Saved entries
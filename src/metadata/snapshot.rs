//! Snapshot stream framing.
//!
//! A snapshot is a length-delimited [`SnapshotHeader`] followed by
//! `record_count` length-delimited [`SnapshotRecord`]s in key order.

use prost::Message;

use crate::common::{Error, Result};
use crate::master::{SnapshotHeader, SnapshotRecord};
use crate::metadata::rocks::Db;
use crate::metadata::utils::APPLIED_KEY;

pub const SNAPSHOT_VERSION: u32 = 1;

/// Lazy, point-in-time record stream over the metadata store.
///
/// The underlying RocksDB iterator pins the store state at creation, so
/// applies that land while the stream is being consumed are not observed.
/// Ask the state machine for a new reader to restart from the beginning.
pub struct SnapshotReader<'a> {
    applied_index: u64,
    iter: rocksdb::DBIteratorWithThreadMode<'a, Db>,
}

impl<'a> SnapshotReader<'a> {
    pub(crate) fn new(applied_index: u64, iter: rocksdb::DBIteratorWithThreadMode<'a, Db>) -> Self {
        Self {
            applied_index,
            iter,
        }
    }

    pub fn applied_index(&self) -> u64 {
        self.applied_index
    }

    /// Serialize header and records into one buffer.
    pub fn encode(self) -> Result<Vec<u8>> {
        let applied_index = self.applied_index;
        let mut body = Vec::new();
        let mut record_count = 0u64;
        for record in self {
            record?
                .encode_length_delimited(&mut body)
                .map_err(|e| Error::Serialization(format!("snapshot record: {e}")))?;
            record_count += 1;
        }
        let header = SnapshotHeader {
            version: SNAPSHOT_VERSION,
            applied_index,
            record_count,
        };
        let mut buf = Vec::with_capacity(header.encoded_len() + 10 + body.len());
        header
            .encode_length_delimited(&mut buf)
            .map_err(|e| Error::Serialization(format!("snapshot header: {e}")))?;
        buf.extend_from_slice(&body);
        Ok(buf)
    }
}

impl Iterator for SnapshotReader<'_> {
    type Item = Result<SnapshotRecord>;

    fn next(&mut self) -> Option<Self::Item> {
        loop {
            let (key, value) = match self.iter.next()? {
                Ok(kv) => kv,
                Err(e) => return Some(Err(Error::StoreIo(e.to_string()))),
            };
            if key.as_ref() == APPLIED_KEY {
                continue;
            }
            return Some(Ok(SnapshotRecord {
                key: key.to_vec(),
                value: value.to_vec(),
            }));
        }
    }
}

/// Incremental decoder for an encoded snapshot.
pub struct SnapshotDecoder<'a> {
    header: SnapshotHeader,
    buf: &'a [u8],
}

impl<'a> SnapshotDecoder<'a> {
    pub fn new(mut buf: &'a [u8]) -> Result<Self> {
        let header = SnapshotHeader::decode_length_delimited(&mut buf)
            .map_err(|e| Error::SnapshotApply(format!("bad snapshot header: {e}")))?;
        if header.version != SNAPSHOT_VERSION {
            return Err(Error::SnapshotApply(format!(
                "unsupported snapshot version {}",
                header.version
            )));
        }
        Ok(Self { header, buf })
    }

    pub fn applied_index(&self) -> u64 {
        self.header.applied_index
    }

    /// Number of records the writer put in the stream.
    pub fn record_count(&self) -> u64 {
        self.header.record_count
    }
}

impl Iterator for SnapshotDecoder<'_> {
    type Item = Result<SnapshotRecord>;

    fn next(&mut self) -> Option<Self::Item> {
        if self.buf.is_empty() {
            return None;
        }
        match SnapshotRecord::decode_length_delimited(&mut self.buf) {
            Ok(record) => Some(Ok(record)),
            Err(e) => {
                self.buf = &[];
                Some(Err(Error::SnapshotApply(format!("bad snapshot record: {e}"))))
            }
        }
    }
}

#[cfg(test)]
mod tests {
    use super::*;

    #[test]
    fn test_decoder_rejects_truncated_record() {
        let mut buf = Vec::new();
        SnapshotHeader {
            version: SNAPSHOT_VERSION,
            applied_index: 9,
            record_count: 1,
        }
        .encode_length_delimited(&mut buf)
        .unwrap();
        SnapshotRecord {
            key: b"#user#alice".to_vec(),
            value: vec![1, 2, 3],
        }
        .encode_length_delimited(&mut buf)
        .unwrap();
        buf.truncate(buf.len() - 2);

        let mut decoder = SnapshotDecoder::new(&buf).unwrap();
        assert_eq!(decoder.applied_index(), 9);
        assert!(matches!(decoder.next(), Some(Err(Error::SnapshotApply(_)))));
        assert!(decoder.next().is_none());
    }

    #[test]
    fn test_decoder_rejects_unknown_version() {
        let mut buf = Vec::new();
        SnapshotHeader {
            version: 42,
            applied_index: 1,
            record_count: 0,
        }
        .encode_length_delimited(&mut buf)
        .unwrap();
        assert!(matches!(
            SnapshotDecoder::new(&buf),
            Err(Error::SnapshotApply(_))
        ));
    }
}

> [TASK BRIEF]:
Looking at the data above, return every line from the one with "the metadata store." down to the one with "into one buffer.", exactly and inclusively.

> [COMPLETED EXERCISE]:
/// Lazy, point-in-time record stream over the metadata store.
///
/// The underlying RocksDB iterator pins the store state at creation, so
/// applies that land while the stream is being consumed are not observed.
/// Ask the state machine for a new reader to restart from the beginning.
pub struct SnapshotReader<'a> {
    applied_index: u64,
    iter: rocksdb::DBIteratorWithThreadMode<'a, Db>,
}

impl<'a> SnapshotReader<'a> {
    pub(crate) fn new(applied_index: u64, iter: rocksdb::DBIteratorWithThreadMode<'a, Db>) -> Self {
        Self {
            applied_index,
            iter,
        }
    }

    pub fn applied_index(&self) -> u64 {
        self.applied_index
    }

    /// Serialize header and records into one buffer.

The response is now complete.